In fear of losing balance between words and actions I found myself on the Strand, London debating what kind of investment I would make into A1 white card to both use and not used for around one hour. We wanted something sturdy, of which foam-board did the trick, but wow is that stuff expensive, "Is it cheeky if we bring them back after for a refund", I asked semi-seriously. The less offensively priced heavy-weight paper however didn't seem like too much of a compromise considering it would still make us only half equipped. With ten minutes to go we were finally armed, we'd settled on a combination of foam-board with heavy weight card, catering for only one extra person yet with the option of halving the papers if we hit critical mass.

Big Ben brought its hands up to two O'Clock as we rested ours down at half-six following our one hour battle with gravity. Like Moses this battle with gravity came with the help of my family whereby my sister brought our numbers up to three, not including the friends' reunion – two additional friends who were not, not protesting beside us on the grass. Like the protest, the response wasn't, we'd gotten a thumbs up and wink from the Brian camp, saw some police officers altering the height of the seats on their bikes yet generally we were something for lunchers to direct their eyes at during a break. "This is not something to be disheartened about", I repeated to my fellow law abiding citizen, thinking back to one of the first comments I'd left on his blog about avoiding tactical voting, "low numbers should not be a reason to not do something".

It's a technicality, he isn't starting a protest, he'd started years ago and hasn't stopped

Brian may have been arrested in the past, but for his personal battle (concerning a great many things wrong in a decreasingly great Britain) he will not be arrested for the laws concerning Parliament's no-protest zone. It's a technicality, he isn't starting a protest, he'd started years ago and hasn't stopped. Brian's a kooky chap, his face has been in the kiln too long which has also resulted in the heavily badged soldier's helmet being glazed to his head. He looks like a guy you avoid in train stations and lives like him too but I prefer to consider him a landmark, one casting a shadow over Parliament or even Big Ben.

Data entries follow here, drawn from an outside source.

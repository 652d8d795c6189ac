//! Periodogram-based period estimate.
//!
//! Power computation is supplied from outside through [`Periodogram`]; this
//! module only picks the period from a `(frequency, power)` curve.

use tracing::warn;

use crate::domain::{
    EstimateQuality, LightCurve, Method, PeakRanking, PeakSet, PeriodEstimate, SampledCurve,
};
use crate::error::PeriodError;
use crate::peaks::find_peaks;

/// A spectral power estimator (e.g. Lomb–Scargle).
pub trait Periodogram {
    /// Power at each frequency in `frequency`.
    fn power(&self, lc: &LightCurve, frequency: &[f64]) -> Vec<f64>;
}

/// `n` evenly spaced frequencies between `1/max_period` and `1/min_period`.
pub fn frequency_grid(min_period: f64, max_period: f64, n: usize) -> Result<Vec<f64>, PeriodError> {
    crate::pdm::linear_grid(1.0 / max_period, 1.0 / min_period, n).map_err(|_| {
        PeriodError::InvalidConfig(format!(
            "invalid periodogram range: min_period={min_period}, max_period={max_period}, n={n}"
        ))
    })
}

/// Strict power peaks ranked by height, and the period of the highest one.
pub fn ls_period(spectrum: &SampledCurve) -> Result<(PeakSet, Option<PeriodEstimate>), PeriodError> {
    if let Some(&bad) = spectrum.x.iter().find(|f| !(f.is_finite() && **f > 0.0)) {
        return Err(PeriodError::InvalidConfig(format!(
            "periodogram frequencies must be finite and > 0 (got {bad})"
        )));
    }

    let peaks = find_peaks(spectrum, PeakRanking::Height)?;
    let estimate = peaks.best().map(|p| PeriodEstimate {
        method: Method::Ls,
        period: 1.0 / p.x,
        lower_error: None,
        upper_error: None,
        quality: EstimateQuality::Peak { height: p.y },
    });
    if estimate.is_none() {
        warn!(n = spectrum.len(), "periodogram has no peak");
    }
    Ok((peaks, estimate))
}
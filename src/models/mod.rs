//! Parametric profile models.
//!
//! Models are implemented as small, pure functions so that fitting code can
//! stay generic.

pub mod gaussian;

pub use gaussian::*;
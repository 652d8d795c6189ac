//! Trial-period grid generation.
//!
//! The search itself accepts any strictly positive grid; these helpers build
//! the two spacings used in practice.

use crate::error::PeriodError;

fn validate_range(min: f64, max: f64, steps: usize) -> Result<(), PeriodError> {
    if !(min.is_finite() && max.is_finite() && min > 0.0 && max > min) {
        return Err(PeriodError::InvalidConfig(format!(
            "invalid period range: min={min}, max={max} (must be finite, >0, and max>min)"
        )));
    }
    if steps < 2 {
        return Err(PeriodError::InvalidConfig("period grid steps must be >= 2".to_string()));
    }
    Ok(())
}

/// `steps` evenly spaced periods between `min` and `max` (inclusive).
pub fn linear_grid(min: f64, max: f64, steps: usize) -> Result<Vec<f64>, PeriodError> {
    validate_range(min, max, steps)?;
    let step = (max - min) / (steps as f64 - 1.0);
    Ok((0..steps).map(|i| min + step * i as f64).collect())
}

/// `steps` log-spaced periods between `min` and `max` (inclusive).
pub fn log_grid(min: f64, max: f64, steps: usize) -> Result<Vec<f64>, PeriodError> {
    validate_range(min, max, steps)?;

    let ln_min = min.ln();
    let ln_max = max.ln();
    let step = (ln_max - ln_min) / (steps as f64 - 1.0);

    let mut out = Vec::with_capacity(steps);
    for i in 0..steps {
        out.push((ln_min + step * i as f64).exp());
    }
    Ok(out)
}

#[cfg(test)]
mod tests {
    use super::*;

    #[test]
    fn log_grid_includes_endpoints() {
        let v = log_grid(1.0, 200.0, 5).unwrap();
        assert!((v[0] - 1.0).abs() < 1e-12);
        assert!((v[v.len() - 1] - 200.0).abs() < 1e-9);
        assert!(v.windows(2).all(|w| w[1] > w[0]));
    }

    #[test]
    fn linear_grid_is_evenly_spaced() {
        let v = linear_grid(1.0, 20.0, 200).unwrap();
        assert_eq!(v.len(), 200);
        assert!((v[199] - 20.0).abs() < 1e-12);
        let step = v[1] - v[0];
        assert!(v.windows(2).all(|w| ((w[1] - w[0]) - step).abs() < 1e-12));
    }

    #[test]
    fn rejects_bad_ranges() {
        assert!(linear_grid(0.0, 10.0, 10).is_err());
        assert!(log_grid(5.0, 1.0, 10).is_err());
        assert!(linear_grid(1.0, 10.0, 1).is_err());
    }
}
//! Period uncertainty from a Gaussian fit to the dispersion profile.
//!
//! The grid minimum of Φ is resolution-limited. We fit
//!
//! ```text
//! Φ̂(P) = b + a·exp(−(P − μ)² / (2σ²))      (a < 0 for a dip)
//! ```
//!
//! by Levenberg–Marquardt and report `μ ± |σ|`.
//!
//! By default the whole defined profile is used, not just the points around
//! the minimum. `FitOptions::window` restricts the fit to a neighbourhood of
//! the grid minimum instead.
//!
//! When the solver fails the estimate is downgraded to the grid minimum with
//! an infinite error bar rather than failing the whole PDM run.

use nalgebra::{DMatrix, DVector};
use serde::{Deserialize, Serialize};
use tracing::{debug, warn};

use crate::domain::{
    DispersionProfile, EstimateQuality, GaussianParams, Method, PeriodEstimate, SampledCurve,
};
use crate::error::PeriodError;
use crate::math::{median_mut, solve_least_squares};
use crate::models::{PARAM_LEN, evaluate, fill_jacobian_row};

/// Need more points than parameters for a meaningful fit.
const MIN_POINTS: usize = PARAM_LEN + 1;

const LAMBDA_INIT: f64 = 1e-3;
const LAMBDA_MIN: f64 = 1e-12;
/// Beyond this damping no step can lower the cost: we are at a stationary point.
const LAMBDA_MAX: f64 = 1e16;

/// Floor for Jacobian column scales so zero columns stay solvable.
const SCALE_FLOOR: f64 = 1e-12;

/// A fitted dip shallower than this fraction of the baseline `|b|` is flat.
const MIN_RELATIVE_DEPTH: f64 = 1e-4;

/// Solver settings for the Gaussian profile fit.
#[derive(Debug, Clone, PartialEq, Serialize, Deserialize)]
pub struct FitOptions {
    /// Upper bound on accepted Levenberg–Marquardt steps.
    pub max_iterations: usize,
    /// Converged once an accepted step lowers the SSE by less than this
    /// fraction of the current SSE.
    pub tolerance: f64,
    /// Restrict the fit to periods within `window × (grid span)` of the grid
    /// minimum. `None` fits the whole profile.
    pub window: Option<f64>,
}

impl Default for FitOptions {
    fn default() -> Self {
        Self {
            max_iterations: 200,
            tolerance: 1e-10,
            window: None,
        }
    }
}

impl FitOptions {
    pub fn validate(&self) -> Result<(), PeriodError> {
        if self.max_iterations == 0 {
            return Err(PeriodError::InvalidConfig(
                "fit max_iterations must be >= 1".to_string(),
            ));
        }
        if !(self.tolerance.is_finite() && self.tolerance > 0.0) {
            return Err(PeriodError::InvalidConfig(format!(
                "fit tolerance must be finite and > 0 (got {})",
                self.tolerance
            )));
        }
        if let Some(w) = self.window {
            if !(w.is_finite() && w > 0.0) {
                return Err(PeriodError::InvalidConfig(format!(
                    "fit window must be finite and > 0 (got {w})"
                )));
            }
        }
        Ok(())
    }
}

/// Converged Gaussian fit.
#[derive(Debug, Clone, PartialEq)]
pub struct GaussianFit {
    pub params: GaussianParams,
    pub iterations: usize,
    pub sse: f64,
}

/// Fit the inverted Gaussian to `curve`, starting from a dip at `center`.
pub fn fit_inverted_gaussian(
    curve: &SampledCurve,
    center: f64,
    opts: &FitOptions,
) -> Result<GaussianFit, PeriodError> {
    opts.validate()?;

    let (x, y) = select_points(curve, center, opts.window);
    if x.len() < MIN_POINTS {
        return Err(PeriodError::CurveTooShort {
            min: MIN_POINTS,
            got: x.len(),
        });
    }
    let n = x.len();

    let mut params = initial_guess(&x, &y, center);
    let mut cost = sse(&params, &x, &y);
    if !cost.is_finite() {
        return Err(PeriodError::FitDidNotConverge { iterations: 0 });
    }

    // Augmented system [J; √λ·D] δ = [r; 0]. The bottom rows are rewritten
    // for every damping trial.
    let mut jac = DMatrix::<f64>::zeros(n + PARAM_LEN, PARAM_LEN);
    let mut rhs = DVector::<f64>::zeros(n + PARAM_LEN);
    let mut row = [0.0; PARAM_LEN];
    let mut lambda = LAMBDA_INIT;
    let mut accepted = 0usize;

    for iter in 1..=opts.max_iterations {
        let mut scale = [0.0; PARAM_LEN];
        for i in 0..n {
            fill_jacobian_row(&params, x[i], &mut row);
            for k in 0..PARAM_LEN {
                jac[(i, k)] = row[k];
                scale[k] += row[k] * row[k];
            }
            rhs[i] = y[i] - evaluate(&params, x[i]);
        }
        let scale = scale.map(|s| s.sqrt().max(SCALE_FLOOR));

        loop {
            let root = lambda.sqrt();
            for k in 0..PARAM_LEN {
                jac[(n + k, k)] = root * scale[k];
            }

            let trial = solve_least_squares(&jac, &rhs)
                .map(|step| {
                    let mut p = params.to_array();
                    for k in 0..PARAM_LEN {
                        p[k] += step[k];
                    }
                    GaussianParams::from_array(&p)
                })
                .filter(|p| p.is_finite() && p.sigma != 0.0)
                .map(|p| (p, sse(&p, &x, &y)))
                .filter(|(_, c)| c.is_finite() && *c < cost);

            match trial {
                Some((p, c)) => {
                    let reduction = cost - c;
                    accepted += 1;
                    params = p;
                    cost = c;
                    lambda = (lambda / 10.0).max(LAMBDA_MIN);
                    if reduction <= opts.tolerance * cost {
                        return Ok(finish(params, iter, cost));
                    }
                    break;
                }
                None => {
                    lambda *= 10.0;
                    if lambda > LAMBDA_MAX {
                        // Stuck at the initial guess: nothing was fitted.
                        if accepted == 0 {
                            return Err(PeriodError::FitDidNotConverge { iterations: iter });
                        }
                        return Ok(finish(params, iter, cost));
                    }
                }
            }
        }
    }

    Err(PeriodError::FitDidNotConverge {
        iterations: opts.max_iterations,
    })
}

fn finish(params: GaussianParams, iterations: usize, sse: f64) -> GaussianFit {
    debug!(
        mu = params.mu,
        sigma = params.sigma,
        a = params.a,
        b = params.b,
        iterations,
        sse,
        "gaussian profile fit converged"
    );
    GaussianFit {
        params,
        iterations,
        sse,
    }
}

/// Turn the grid minimum of `profile` into a PDM period estimate.
///
/// Returns `Ok(None)` when the profile has no defined value at all. Solver
/// failures are not errors: the estimate falls back to the grid minimum with
/// an infinite uncertainty and `EstimateQuality::GridResolution`.
pub fn estimate_period(
    profile: &DispersionProfile,
    opts: &FitOptions,
) -> Result<Option<PeriodEstimate>, PeriodError> {
    opts.validate()?;
    let Some(grid_period) = profile.best_period() else {
        return Ok(None);
    };

    let curve = profile.defined_curve();
    let fitted = fit_inverted_gaussian(&curve, grid_period, opts)
        .and_then(|fit| check_dip(&curve, grid_period, opts.window, fit));
    let estimate = match fitted {
        Ok(fit) => {
            let err = fit.params.sigma.abs();
            PeriodEstimate {
                method: Method::Pdm,
                period: fit.params.mu,
                lower_error: Some(err),
                upper_error: Some(err),
                quality: EstimateQuality::Fitted {
                    params: fit.params,
                    iterations: fit.iterations,
                    sse: fit.sse,
                },
            }
        }
        Err(e) => {
            warn!(grid_period, error = %e, "uncertainty fit failed; using grid minimum");
            PeriodEstimate {
                method: Method::Pdm,
                period: grid_period,
                lower_error: Some(f64::INFINITY),
                upper_error: Some(f64::INFINITY),
                quality: EstimateQuality::GridResolution {
                    grid_period,
                    reason: e.to_string(),
                },
            }
        }
    };

    Ok(Some(estimate))
}

/// Reject fits that are not a dip inside the fitted period range.
fn check_dip(
    curve: &SampledCurve,
    center: f64,
    window: Option<f64>,
    fit: GaussianFit,
) -> Result<GaussianFit, PeriodError> {
    let GaussianParams { a, b, mu, .. } = fit.params;
    if a >= -MIN_RELATIVE_DEPTH * b.abs().max(f64::MIN_POSITIVE) {
        return Err(PeriodError::NoDip(format!("amplitude a = {a:.3e} is not a dip below b = {b:.3e}")));
    }

    let (x, _) = select_points(curve, center, window);
    let (lo, hi) = x
        .iter()
        .fold((f64::INFINITY, f64::NEG_INFINITY), |(lo, hi), &v| (lo.min(v), hi.max(v)));
    if !(lo..=hi).contains(&mu) {
        return Err(PeriodError::NoDip(format!("centre {mu:.4} outside fitted range [{lo:.4}, {hi:.4}]")));
    }
    Ok(fit)
}

fn select_points(curve: &SampledCurve, center: f64, window: Option<f64>) -> (Vec<f64>, Vec<f64>) {
    let Some(frac) = window else {
        return (curve.x.clone(), curve.y.clone());
    };
    let (lo, hi) = curve
        .x
        .iter()
        .fold((f64::INFINITY, f64::NEG_INFINITY), |(lo, hi), &v| (lo.min(v), hi.max(v)));
    let half = frac * (hi - lo);
    curve
        .x
        .iter()
        .zip(curve.y.iter())
        .filter(|(x, _)| (**x - center).abs() <= half)
        .map(|(x, y)| (*x, *y))
        .unzip()
}

/// Starting point: dip depth from the median level, width from the half-depth crossing.
fn initial_guess(x: &[f64], y: &[f64], center: f64) -> GaussianParams {
    let i0 = x
        .iter()
        .enumerate()
        .min_by(|a, b| (a.1 - center).abs().total_cmp(&(b.1 - center).abs()))
        .map(|(i, _)| i)
        .unwrap_or(0);

    let mut sorted = y.to_vec();
    let b = median_mut(&mut sorted).unwrap_or(y[i0]);
    let mut a = y[i0] - b;
    if a >= 0.0 {
        a = -1e-6;
    }

    let level = b + 0.5 * a;
    let left = (0..i0).rev().find(|&j| y[j] >= level).map(|j| x[i0] - x[j]);
    let right = ((i0 + 1)..x.len()).find(|&j| y[j] >= level).map(|j| x[j] - x[i0]);
    let span = x[x.len() - 1] - x[0];
    let half_width = match (left, right) {
        (Some(l), Some(r)) => 0.5 * (l + r),
        (Some(w), None) | (None, Some(w)) => w,
        (None, None) => 0.25 * span.abs(),
    };
    let hwhm_to_sigma = (2.0 * std::f64::consts::LN_2).sqrt();
    let mut sigma = half_width.abs() / hwhm_to_sigma;
    if !(sigma.is_finite() && sigma > 0.0) {
        sigma = 1.0;
    }

    GaussianParams {
        a,
        b,
        mu: x[i0],
        sigma,
    }
}

fn sse(p: &GaussianParams, x: &[f64], y: &[f64]) -> f64 {
    x.iter()
        .zip(y.iter())
        .map(|(&xi, &yi)| {
            let r = yi - evaluate(p, xi);
            r * r
        })
        .sum()
}
//! Reporting: human-readable summaries of a rotation run.

pub mod format;

pub use format::*;
//! Gaussian bump model used to describe the dip of a dispersion profile.
//!
//! ```text
//! f(P) = b + a·exp(−(P − μ)² / (2σ²))
//! ```
//!
//! Sign convention: the model is fit to Φ directly, so a dip has `a < 0`.
//!
//! The fitter relies on two primitive operations, mirroring the linear
//! models: evaluate `f(P)` and fill the Jacobian row `∂f/∂(a, b, μ, σ)`.

use crate::domain::GaussianParams;

/// Number of free parameters `(a, b, μ, σ)`.
pub const PARAM_LEN: usize = 4;

impl GaussianParams {
    pub fn from_array(p: &[f64; PARAM_LEN]) -> Self {
        Self {
            a: p[0],
            b: p[1],
            mu: p[2],
            sigma: p[3],
        }
    }

    pub fn to_array(self) -> [f64; PARAM_LEN] {
        [self.a, self.b, self.mu, self.sigma]
    }

    pub fn is_finite(&self) -> bool {
        self.to_array().iter().all(|v| v.is_finite())
    }
}

/// Evaluate the model at `x`.
pub fn evaluate(p: &GaussianParams, x: f64) -> f64 {
    let z = (x - p.mu) / p.sigma;
    p.b + p.a * (-0.5 * z * z).exp()
}

/// Fill `∂f/∂(a, b, μ, σ)` at `x`.
pub fn fill_jacobian_row(p: &GaussianParams, x: f64, out: &mut [f64; PARAM_LEN]) {
    let d = x - p.mu;
    let s2 = p.sigma * p.sigma;
    let e = (-0.5 * d * d / s2).exp();
    out[0] = e;
    out[1] = 1.0;
    out[2] = p.a * e * d / s2;
    out[3] = p.a * e * d * d / (s2 * p.sigma);
}

#[cfg(test)]
mod tests {
    use super::*;

    #[test]
    fn evaluate_has_dip_at_center() {
        let p = GaussianParams { a: -0.8, b: 1.0, mu: 10.0, sigma: 0.5 };
        assert!((evaluate(&p, 10.0) - 0.2).abs() < 1e-12);
        assert!((evaluate(&p, 100.0) - 1.0).abs() < 1e-12);
    }

    #[test]
    fn jacobian_matches_finite_differences() {
        let p = GaussianParams { a: -0.7, b: 0.9, mu: 3.0, sigma: 1.3 };
        let x = 3.8;
        let mut row = [0.0; PARAM_LEN];
        fill_jacobian_row(&p, x, &mut row);

        let h = 1e-6;
        for k in 0..PARAM_LEN {
            let mut hi = p.to_array();
            let mut lo = p.to_array();
            hi[k] += h;
            lo[k] -= h;
            let numeric = (evaluate(&GaussianParams::from_array(&hi), x)
                - evaluate(&GaussianParams::from_array(&lo), x))
                / (2.0 * h);
            assert!((numeric - row[k]).abs() < 1e-6, "param {k}: {numeric} vs {}", row[k]);
        }
    }

    #[test]
    fn array_round_trip_keeps_parameter_order() {
        let p = GaussianParams::from_array(&[-0.5, 1.0, 7.0, 2.0]);
        assert_eq!((p.a, p.b, p.mu, p.sigma), (-0.5, 1.0, 7.0, 2.0));
        assert_eq!(p.to_array(), [-0.5, 1.0, 7.0, 2.0]);
    }
}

"Shall we get him to sign them or write something on them", I embarrassingly voiced out as we waited to speak with Brian, I thought it'd a poignant use of the blank white sheets yet worried it might offend the man. Brian made his way round the usual topics to a small and partly participatory crowd: depleted uranium, starving children, civilian deaths and a lot of Blair. I glanced around his growing territory, a titillating mix of images and slogans, all of which careful to not infringe council by-laws. Four camo-green tents had been added since my last visit and were leaving squared patches of malnourished grass in their rotation.

"Gordon's gay and he should admit it to the people, more lies from New Labour", parped a tubby chap with Brian non-plussed. "...murdering the children, those poor innocent children - those are our children...", Brian looped, "...that fucking Blair...", he continued as the tall gentleman to my side paused from his ice cream and politely asked that he didn't use that language in front of his children, referring to the young boy and girl weaving between our legs. "I will use language like that...", Brian firmly retorted leading the tall guy to almost square-up to Brian, "listen, we're all doing our bit", he begun. Again Brian retorted, "but we're not doing our bit our we...", to which the tall guy enlightened us of his charity work in setting schools up in India. A stalemate was met in an unnecessary stand-off, Brian was brash – I wouldn't be so bold – but I feel he can afford to be.

I toiled over that heated moment, over those who are, "doing their bit", and Brian sets an admirable standard in method. I came as a tourist – meeting words and actions (not to mention friends) in the presence of Brian made me feel more so, but I came to do something and like my voting green, I don't believe it was a waste.

An Email sent out prior to the day:

> Forgive the generic,
> I'm linked to some group regarding citizen's rights and
> got this email (below). I've seen one of these before on
> some website, people standing in silence holding blank
> placard, it's weird. As I'll be in the neighborhood I
> thought I'd check it out, anyone else fancy some
> pre-Sunday lunch dissent?
> For some background, read:
> Blair laid bare: the article that may get you arrested
> Britain's liberties: The great debate
> Look forward to seeing you all.
> ddmmyyyy
> ----- Original Message Follows -----
> From: Andrew Nominus
> To: ddmmyyyy[at]yahoo.co.uk
> Subject: Not a protest, not a chance
> Date: Wed, 16 May 2007 08:54:10 +0000 (GMT)
> >The Serious Organised Crime and Police Act (2005) makes unauthorized protests illegal within 1km of Parliament Square.
> >Do not protest.
> >Do not protest in Parliament Square on 1pm Sunday 20th May.
> >Do not carry a blank, white placard with nothing on it.
> >Remain silent.
> >
> >Pass it on.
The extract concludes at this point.